Louquética

Incontinência verbal

terça-feira, 19 de julho de 2022

Aqui estamos nós...

 


Blogs são espaços sobreviventes em meio a uma era cada vez mais indisposta à leitura. Foi-se o tempo em que blog era um diário que movimentava a curiosidade alheia e servia para desembaraçar cérebros cheios de ideias e dúvidas. Quanto mais me ocupo, menos tempo sobra para a escrita.

Por aqui, como posso, procuro manter distância e anonimato parcial, porque continuo achando estranho que a gente possa priorizar censuras internas para evitar julgamentos dos conhecidos; ou se dar à tarefa de implorar seguidores.  Acho tudo isso chato e desnecessário e nunca usaria tal régua para medir sucessos. Estou aqui há 12 anos. Sobrevivendo há mais de uma década, porque não busco patrocinadores nem retornos financeiros ou coisas materializáveis.

Acho minha vida engraçada, até quando ela está trágica e, por isso, dou conselhos que ninguém me pede – porque quem não acatar, basta não seguir; quem não gostar, basta não ler. E eu adoro esse desprendimento.

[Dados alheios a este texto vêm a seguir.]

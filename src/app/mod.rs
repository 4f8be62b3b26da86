// SPDX-License-Identifier: MPL-2.0
//! Application root state.
//!
//! The `App` hosts a single slider inside the page chrome and acts as its
//! error boundary: once the slider raises a load failure it is torn down and
//! replaced by the fallback for the rest of the session.

mod message;
mod subscription;
mod update;
mod view;

pub use message::{Flags, Message};

use crate::config::{self, Config};
use crate::domain::slider::DeviceClass;
use crate::error::LoadError;
use crate::ui::slider::{self, SliderSettings};
use iced::{window, Element, Subscription, Task, Theme};

/// Window title, also the heading above the surface.
pub const APP_TITLE: &str = "Canvas Image Slider";

/// Caption rendered under the surface.
pub const CAPTION: &str = "Drag to change image";

/// Failure caught by the error boundary.
#[derive(Debug, Clone, PartialEq)]
pub struct BoundaryError {
    pub error: LoadError,
    pub show_details: bool,
}

/// Root Iced application state.
#[derive(Debug)]
pub struct App {
    /// `None` once the error boundary has torn the slider down.
    slider: Option<slider::State>,
    failure: Option<BoundaryError>,
}

/// Builds the window settings from the `[window]` section.
#[allow(clippy::cast_precision_loss)]
pub fn window_settings(config: &Config) -> window::Settings {
    window::Settings {
        size: iced::Size::new(config.window.width() as f32, config.window.height() as f32),
        ..window::Settings::default()
    }
}

/// Picks the surface profile: an explicit override wins, otherwise the
/// configured window width is compared against the compact breakpoint.
#[must_use]
pub fn resolve_device_class(config: &Config, device: Option<DeviceClass>) -> DeviceClass {
    device.unwrap_or_else(|| {
        DeviceClass::from_viewport_width(config.window.width(), config.slider.compact_breakpoint())
    })
}

/// Entry point used by `main.rs` to launch the Iced application loop.
pub fn run(flags: Flags) -> iced::Result {
    use std::cell::RefCell;

    let (config, config_warning) = config::load();
    if let Some(warning) = config_warning {
        log::warn!("{warning}");
    }
    match config::write_defaults_if_missing() {
        Ok(Some(path)) => log::info!("wrote default settings to {}", path.display()),
        Ok(None) => {}
        Err(err) => log::warn!("could not write default settings: {err}"),
    }
    let window = window_settings(&config);

    // iced 0.14 requires Fn for boot; the flags are only consumed once.
    let boot_state = RefCell::new(Some((flags, config)));
    let boot = move || {
        let (flags, config) = boot_state.borrow_mut().take().unwrap_or_default();
        App::new(flags, &config)
    };

    iced::application(boot, App::update, App::view)
        .title(App::title)
        .theme(App::theme)
        .window(window)
        .subscription(App::subscription)
        .run()
}

impl App {
    /// Mounts the slider and starts loading its initial batch.
    pub fn new(flags: Flags, config: &Config) -> (Self, Task<Message>) {
        let device = resolve_device_class(config, flags.device);
        log::info!(
            "starting with {} image(s), {device:?} surface",
            flags.identifiers.len()
        );

        let (slider, task) = slider::State::new(
            flags.identifiers,
            device.surface_size(),
            SliderSettings::from(&config.slider),
        );

        (
            Self {
                slider: Some(slider),
                failure: None,
            },
            task.map(Message::Slider),
        )
    }

    #[must_use]
    pub fn slider(&self) -> Option<&slider::State> {
        self.slider.as_ref()
    }

    #[must_use]
    pub fn failure(&self) -> Option<&BoundaryError> {
        self.failure.as_ref()
    }

    fn title(&self) -> String {
        APP_TITLE.to_string()
    }

    fn theme(&self) -> Theme {
        Theme::Light
    }

    fn subscription(&self) -> Subscription<Message> {
        subscription::create(self.slider.as_ref())
    }

    pub fn update(&mut self, message: Message) -> Task<Message> {
        match message {
            Message::Slider(slider_message) => update::handle_slider_message(
                &mut self.slider,
                &mut self.failure,
                slider_message,
            ),
            Message::ToggleErrorDetails => {
                if let Some(failure) = &mut self.failure {
                    failure.show_details = !failure.show_details;
                }
                Task::none()
            }
        }
    }

    pub fn view(&self) -> Element<'_, Message> {
        view::view(self.slider.as_ref(), self.failure.as_ref())
    }
}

Falando nestes 12 anos de blog, vos digo que o mundo mudou, que o século verdadeiramente só está começando agora – não me refiro a datas, logicamente, mas ao tempo em sua categoria abstrata. Uma pandemia é muita coisa. Uma legião clamando a volta da ditadura, é muita coisa. Todo o retrocesso no conhecimento é muita coisa e, se algo nesse embaraço me surpreendeu, foi a completa ausência de sentido nos termos recorrentemente citados. Por que, ao reclamarmos do ensino escolar, o que houve com as aulas de História, Geografia, Física, Português, Ciências, Biologia, Química? E não falo exclusivamente das deficiências da escola pública: falo do geral, das pessoas com formação e repertório de vivências.

Onde ficou perdida a noção básica entre Capitalismo e Comunismo? De onde saiu a ideia de que o Brasil já foi Comunista, ou que grandes detentores de meios de produção, gente de família quatrocentona, agroexportadores e redes de televisão mundialmente estabelecidas poderiam ser comunistas? De onde saiu a ideia de que o Capitalismo beneficia o pobre e prega o bem comum? Quando a Terra se tornou plana? Como se pode propor intervenção militar no próprio país, mas se defender a Democracia para a Venezuela? Quando foi que a Ciência se tornou menos relevante do que as indicações mendicamentosas dadas por um presidente? Desde quando alguém pode ser considerado conservador porque prega contra a liberdade sexual dos outros? E desde quando se pode ser cristão desejando o extremo mal aos desafetos e fazendo-se apologia à violência, como prediz a BBB (Bancada do Boi, da Bala e da Bíblia) e, aliás, como se pode aliar políticos do agronegócio, políticos da indústria de armas e políticos que defendem valores cristãos? Desde que o país resolveu acreditar nisso. Daí que, para mim, o novo século só começa agora: com suas contradições, misérias e múltiplas faces. Estou assustada com o tempo, com as pessoas, com o nonsense descabido. E com a identificação que as pessoas têm com tudo isso. Não há o que reclamar: são escolhas de uma maioria.

Conservadores não são conservadores: são apenas retrógrados ou reacionários. Têm saudades do passado, assim como todo racista tem saudades da escravidão, porque afinal era a escravidão alheia. Mas, há um sentido de masoquismo coletivo aí, porque o Brasil é pobre. A maioria é pobre. Não se tem classe alta com tanto número de gente que possa representar maioria quantitativa: é o povo que vota conforme a cabeça do algoz; que se identifica com o patrão e que acha que mais vale defender uma pauta moralista do que um prato de comida que chegue a quem não tem.